• [Assignment]: Return every line of the data that contains the string "SalsaBox".

• [Task inputs]:
/*! Link-layer messages exchanged between directly connected routers.

Every message is a dict whose `a` entry carries the verb letter:

Verb | Message
---- | -------
`c`  | `RelayCommit` — path build message carrying 8 encrypted frames
`u`  | `RelayUpstream` — tunnel data flowing away from the path owner
`d`  | `RelayDownstream` — tunnel data flowing towards the path owner
`m`  | `DhtImmediate` — DHT messages outside any path
*/

use crypto_box::aead::{Aead, AeadCore};
use crypto_box::SalsaBox;
use nom::branch::alt;
use nom::bytes::complete::{tag, take};
use nom::combinator::{map, map_opt, verify};
use nom::multi::count;
use nom::IResult;
use rand::{CryptoRng, Rng};

use shroud_binary_io::*;
use shroud_crypto::{
    PathId, PublicKey, RouterId, SecretKey, SessionKey, TunnelNonce, BOX_OVERHEAD, KEY_SIZE,
    NONCEBYTES,
};

use crate::dht::DhtMessage;
use crate::errors::GetPayloadError;
use crate::{b_path_id, b_router_id, b_session_key, b_tunnel_nonce, PROTO_VERSION};

/// Number of frames in a `RelayCommit`; one per hop, the rest are filler.
pub const NUM_FRAMES: usize = 8;

/// Fixed plaintext size of a hop record, padded with random bytes so every
/// frame looks the same on the wire.
pub const HOP_RECORD_SIZE: usize = 256;

/// Raw size of one encrypted frame: ephemeral key, nonce and sealed record.
pub const FRAME_SIZE: usize = KEY_SIZE + NONCEBYTES + HOP_RECORD_SIZE + BOX_OVERHEAD;

/// Upper bound of an encoded link message.
pub const MAX_LINK_MSG_SIZE: usize = 16 * 1024;

/** Per-hop path build instruction, sealed inside one frame of a
`RelayCommit`.

Serialized keys: `l` lifetime ms, `n` tunnel nonce-XOR mask, `r` rx path
id, `s` tunnel session key, `t` tx path id, `u` next hop router id, `v`
version.
*/
#[derive(Clone, Debug, Eq, PartialEq)]
pub struct HopRecord {
    pub lifetime: u64,
    pub nonce_xor: TunnelNonce,
    pub rx_id: PathId,
    pub session_key: SessionKey,
    pub tx_id: PathId,
    pub next_hop: RouterId,
}

impl FromBytes for HopRecord {
    fn from_bytes(input: &[u8]) -> IResult<&[u8], Self> {
        let (input, _) = tag(&b"d"[..])(input)?;
        let (input, _) = bkey(b"l")(input)?;
        let (input, lifetime) = bint(input)?;
        let (input, _) = bkey(b"n")(input)?;
        let (input, nonce_xor) = b_tunnel_nonce(input)?;
        let (input, _) = bkey(b"r")(input)?;
        let (input, rx_id) = b_path_id(input)?;
        let (input, _) = bkey(b"s")(input)?;
        let (input, session_key) = b_session_key(input)?;
        let (input, _) = bkey(b"t")(input)?;
        let (input, tx_id) = b_path_id(input)?;
        let (input, _) = bkey(b"u")(input)?;
        let (input, next_hop) = b_router_id(input)?;
        let (input, _) = bkey(b"v")(input)?;
        let (input, _version) = verify(bint, |version| *version == PROTO_VERSION)(input)?;
        let (input, _) = tag(&b"e"[..])(input)?;
        Ok((
            input,
            HopRecord {
                lifetime,
                nonce_xor,
                rx_id,
                session_key,
                tx_id,
                next_hop,
            },
        ))
    }
}

impl ToBytes for HopRecord {
    fn to_bytes<'a>(&self, buf: (&'a mut [u8], usize)) -> Result<(&'a mut [u8], usize), GenError> {
        do_gen!(buf,
            gen_slice!(b"d") >>
            gen_slice!(b"1:l") >>
            gen_call!(gen_bint, self.lifetime) >>
            gen_slice!(b"1:n") >>
            gen_call!(gen_bbytes, self.nonce_xor.as_bytes()) >>
            gen_slice!(b"1:r") >>
            gen_call!(gen_bbytes, self.rx_id.as_bytes()) >>
            gen_slice!(b"1:s") >>
            gen_call!(gen_bbytes, &self.session_key) >>
            gen_slice!(b"1:t") >>
            gen_call!(gen_bbytes, self.tx_id.as_bytes()) >>
            gen_slice!(b"1:u") >>
            gen_call!(gen_bbytes, self.next_hop.as_bytes()) >>
            gen_slice!(b"1:v") >>
            gen_call!(gen_bint, PROTO_VERSION) >>
            gen_slice!(b"e") >>
            gen_len_limit(HOP_RECORD_SIZE)
        )
    }
}

/** One frame of a `RelayCommit`.

Raw layout: 32-byte ephemeral X25519 key, 24-byte nonce, sealed hop record.
A hop that can open the frame with its onion key learns its role on the
path; all other frames are indistinguishable random bytes to it.
*/
#[derive(Clone, Debug, Eq, PartialEq)]
pub struct EncryptedFrame {
    pub ephemeral_key: PublicKey,
    pub nonce: [u8; NONCEBYTES],
    pub payload: Vec<u8>,
}

impl EncryptedFrame {
    /// Seal a hop record to the hop's onion key under a fresh ephemeral key.
    pub fn seal<R: Rng + CryptoRng>(
        rng: &mut R,
        record: &HopRecord,
        recipient: &PublicKey,
    ) -> EncryptedFrame {
        let mut plain = [0; HOP_RECORD_SIZE];
        let (_, size) = record.to_bytes((&mut plain, 0)).unwrap();
        rng.fill(&mut plain[size..]);

        let ephemeral = SecretKey::generate(rng);
        let ephemeral_key = ephemeral.public_key();
        let nonce = SalsaBox::generate_nonce(rng);
        let payload = SalsaBox::new(recipient, &ephemeral)
            .encrypt(&nonce, &plain[..])
            .unwrap();

        EncryptedFrame {
            ephemeral_key,
            nonce: nonce.into(),
            payload,
        }
    }

    /// Filler frame made of random bytes.
    pub fn random<R: Rng + CryptoRng>(rng: &mut R) -> EncryptedFrame {
        let mut nonce = [0; NONCEBYTES];
        rng.fill(&mut nonce);
        let mut payload = vec![0; HOP_RECORD_SIZE + BOX_OVERHEAD];
        rng.fill(&mut payload[..]);
        EncryptedFrame {
            ephemeral_key: SecretKey::generate(rng).public_key(),
            nonce,
            payload,
        }
    }

    /** Try to open the frame with our onion secret key.

    Fails for filler frames and frames addressed to other hops.
    */
    pub fn open(&self, onion_key: &SecretKey) -> Result<HopRecord, GetPayloadError> {
        let decrypted = SalsaBox::new(&self.ephemeral_key, onion_key)
            .decrypt((&self.nonce).into(), self.payload.as_slice())
            .map_err(|_| GetPayloadError::decrypt())?;
        match HopRecord::from_bytes(&decrypted) {
            Err(error) => Err(GetPayloadError::deserialize(error, decrypted.clone())),
            // trailing bytes are padding
            Ok((_, record)) => Ok(record),
        }
    }
}

impl FromBytes for EncryptedFrame {
    fn from_bytes(input: &[u8]) -> IResult<&[u8], Self> {
        let (input, ephemeral_key) = PublicKey::from_bytes(input)?;
        let (input, nonce) = map_opt(take(NONCEBYTES), |bytes: &[u8]| bytes.try_into().ok())(input)?;
        let (input, payload) = take(HOP_RECORD_SIZE + BOX_OVERHEAD)(input)?;
        Ok((
            input,
            EncryptedFrame {
                ephemeral_key,
                nonce,
                payload: payload.to_vec(),
            },
        ))
    }
}

impl ToBytes for EncryptedFrame {
    fn to_bytes<'a>(&self, buf: (&'a mut [u8], usize)) -> Result<(&'a mut [u8], usize), GenError> {
        do_gen!(buf,
            gen_cond!(
                self.payload.len() != HOP_RECORD_SIZE + BOX_OVERHEAD,
                |buf| gen_error(buf, 0)
            ) >>
            gen_slice!(self.ephemeral_key.as_bytes()) >>
            gen_slice!(self.nonce.as_ref()) >>
            gen_slice!(self.payload.as_slice())
        )
    }
}

/** Path build message, forwarded hop by hop.

Serialized keys: `a` = `c`, `c` list of `NUM_FRAMES` frames, `v` version.
Each hop opens the frame addressed to it, rotates the frame list by one and
forwards the message to the next hop named in its record.
*/
#[derive(Clone, Debug, Eq, PartialEq)]
pub struct RelayCommit {
    pub frames: Vec<EncryptedFrame>,
}

impl RelayCommit {
    /// Rotate the frame list so the next hop finds its frame in front,
    /// refilling our slot with randomness.
    pub fn rotate<R: Rng + CryptoRng>(&self, rng: &mut R) -> RelayCommit {
        let mut frames = self.frames.clone();
        frames.rotate_left(1);
        if let Some(last) = frames.last_mut() {
            *last = EncryptedFrame::random(rng);
        }
        RelayCommit { frames }
    }
}

fn b_frame(input: &[u8]) -> IResult<&[u8], EncryptedFrame> {
    let (input, raw) = bbytes_exact(FRAME_SIZE)(input)?;
    let (_, frame) = EncryptedFrame::from_bytes(raw)?;
    Ok((input, frame))
}

impl FromBytes for RelayCommit {
    fn from_bytes(input: &[u8]) -> IResult<&[u8], Self> {
        let (input, _) = tag(&b"d"[..])(input)?;
        let (input, _) = bkey(b"a")(input)?;
        let (input, _) = verify(bbytes_exact(1), |verb: &[u8]| verb == b"c")(input)?;
        let (input, _) = bkey(b"c")(input)?;
        let (input, _) = tag(&b"l"[..])(input)?;
        let (input, frames) = count(b_frame, NUM_FRAMES)(input)?;
        let (input, _) = tag(&b"e"[..])(input)?;
        let (input, _) = bkey(b"v")(input)?;
        let (input, _version) = verify(bint, |version| *version == PROTO_VERSION)(input)?;
        let (input, _) = tag(&b"e"[..])(input)?;
        Ok((input, RelayCommit { frames }))
    }
}

impl ToBytes for RelayCommit {
    fn to_bytes<'a>(&self, buf: (&'a mut [u8], usize)) -> Result<(&'a mut [u8], usize), GenError> {
        do_gen!(buf,
            gen_cond!(self.frames.len() != NUM_FRAMES, |buf| gen_error(buf, 0)) >>
            gen_slice!(b"d") >>
            gen_slice!(b"1:a1:c") >>
            gen_slice!(b"1:c") >>
            gen_slice!(b"l") >>
            gen_many_ref!(&self.frames, |buf, frame: &EncryptedFrame| {
                let mut raw = [0; FRAME_SIZE];
                let (_, size) = frame.to_bytes((&mut raw, 0))?;
                gen_bbytes(buf, &raw[..size])
            }) >>
            gen_slice!(b"e") >>
            gen_slice!(b"1:v") >>
            gen_call!(gen_bint, PROTO_VERSION) >>
            gen_slice!(b"e")
        )
    }
}

/** Tunnel data flowing away from the path owner.

Serialized keys: `a` = `u`, `p` path id, `v` version, `x` ciphertext, `y`
tunnel nonce.
*/
#[derive(Clone, Debug, Eq, PartialEq)]
pub struct RelayUpstream {
    pub path_id: PathId,
    pub payload: Vec<u8>,
    pub nonce: TunnelNonce,
}

/// Tunnel data flowing towards the path owner; same layout as
/// `RelayUpstream` under verb `d`.
#[derive(Clone, Debug, Eq, PartialEq)]
pub struct RelayDownstream {
    pub path_id: PathId,
    pub payload: Vec<u8>,
    pub nonce: TunnelNonce,
}

macro_rules! relay_data_codec {
    ($name:ident, $verb:expr) => {
        impl FromBytes for $name {
            fn from_bytes(input: &[u8]) -> IResult<&[u8], Self> {
                let (input, _) = tag(&b"d"[..])(input)?;
                let (input, _) = bkey(b"a")(input)?;
                let (input, _) = verify(bbytes_exact(1), |verb: &[u8]| verb == $verb)(input)?;
                let (input, _) = bkey(b"p")(input)?;
                let (input, path_id) = b_path_id(input)?;
                let (input, _) = bkey(b"v")(input)?;
                let (input, _version) = verify(bint, |version| *version == PROTO_VERSION)(input)?;
                let (input, _) = bkey(b"x")(input)?;
                let (input, payload) = bbytes(input)?;
                let (input, _) = bkey(b"y")(input)?;
                let (input, nonce) = b_tunnel_nonce(input)?;
                let (input, _) = tag(&b"e"[..])(input)?;
                Ok((
                    input,
                    $name {
                        path_id,
                        payload: payload.to_vec(),
                        nonce,
                    },
                ))
            }
        }

        impl ToBytes for $name {
            fn to_bytes<'a>(
                &self,
                buf: (&'a mut [u8], usize),
            ) -> Result<(&'a mut [u8], usize), GenError> {
                do_gen!(buf,
                    gen_slice!(b"d") >>
                    gen_slice!(b"1:a1:") >>
                    gen_slice!($verb) >>
                    gen_slice!(b"1:p") >>
                    gen_call!(gen_bbytes, self.path_id.as_bytes()) >>
                    gen_slice!(b"1:v") >>
                    gen_call!(gen_bint, PROTO_VERSION) >>
                    gen_slice!(b"1:x") >>
                    gen_call!(gen_bbytes, self.payload.as_slice()) >>
                    gen_slice!(b"1:y") >>
                    gen_call!(gen_bbytes, self.nonce.as_bytes()) >>
                    gen_slice!(b"e") >>
                    gen_len_limit(MAX_LINK_MSG_SIZE)
                )
            }
        }
    };
}

relay_data_codec!(RelayUpstream, b"u");
relay_data_codec!(RelayDownstream, b"d");

/** DHT messages sent directly over a link session, outside any path.

Serialized keys: `a` = `m`, `m` list of DHT messages, `v` version.
*/
#[derive(Clone, Debug, Eq, PartialEq)]
pub struct DhtImmediate {
    pub msgs: Vec<DhtMessage>,
}

impl FromBytes for DhtImmediate {
    fn from_bytes(input: &[u8]) -> IResult<&[u8], Self> {
        let (input, _) = tag(&b"d"[..])(input)?;
        let (input, _) = bkey(b"a")(input)?;
        let (input, _) = verify(bbytes_exact(1), |verb: &[u8]| verb == b"m")(input)?;
        let (input, _) = bkey(b"m")(input)?;
        let (input, _) = tag(&b"l"[..])(input)?;
        let (input, msgs) = nom::multi::many0(DhtMessage::from_bytes)(input)?;
        let (input, _) = tag(&b"e"[..])(input)?;
        let (input, _) = bkey(b"v")(input)?;
        let (input, _version) = verify(bint, |version| *version == PROTO_VERSION)(input)?;
        let (input, _) = tag(&b"e"[..])(input)?;
        Ok((input, DhtImmediate { msgs }))
    }
}

impl ToBytes for DhtImmediate {
    fn to_bytes<'a>(&self, buf: (&'a mut [u8], usize)) -> Result<(&'a mut [u8], usize), GenError> {
        do_gen!(buf,
            gen_slice!(b"d") >>
            gen_slice!(b"1:a1:m") >>
            gen_slice!(b"1:m") >>
            gen_slice!(b"l") >>
            gen_many_ref!(&self.msgs, |buf, msg| DhtMessage::to_bytes(msg, buf)) >>
            gen_slice!(b"e") >>
            gen_slice!(b"1:v") >>
            gen_call!(gen_bint, PROTO_VERSION) >>
            gen_slice!(b"e") >>
            gen_len_limit(MAX_LINK_MSG_SIZE)
        )
    }
}

/// Any link-layer message.
#[derive(Clone, Debug, Eq, PartialEq)]
pub enum LinkMessage {
    RelayCommit(RelayCommit),
    RelayUpstream(RelayUpstream),
    RelayDownstream(RelayDownstream),
    DhtImmediate(DhtImmediate),
}

impl FromBytes for LinkMessage {
    fn from_bytes(input: &[u8]) -> IResult<&[u8], Self> {
        alt((
            map(RelayCommit::from_bytes, LinkMessage::RelayCommit),
            map(RelayUpstream::from_bytes, LinkMessage::RelayUpstream),
            map(RelayDownstream::from_bytes, LinkMessage::RelayDownstream),
            map(DhtImmediate::from_bytes, LinkMessage::DhtImmediate),
        ))(input)
    }
}

impl ToBytes for LinkMessage {
    fn to_bytes<'a>(&self, buf: (&'a mut [u8], usize)) -> Result<(&'a mut [u8], usize), GenError> {
        match self {
            LinkMessage::RelayCommit(p) => p.to_bytes(buf),
            LinkMessage::RelayUpstream(p) => p.to_bytes(buf),
            LinkMessage::RelayDownstream(p) => p.to_bytes(buf),
            LinkMessage::DhtImmediate(p) => p.to_bytes(buf),
        }
    }
}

• [Response area]:
use crypto_box::SalsaBox;
        let nonce = SalsaBox::generate_nonce(rng);
        let payload = SalsaBox::new(recipient, &ephemeral)
        let decrypted = SalsaBox::new(&self.ephemeral_key, onion_key)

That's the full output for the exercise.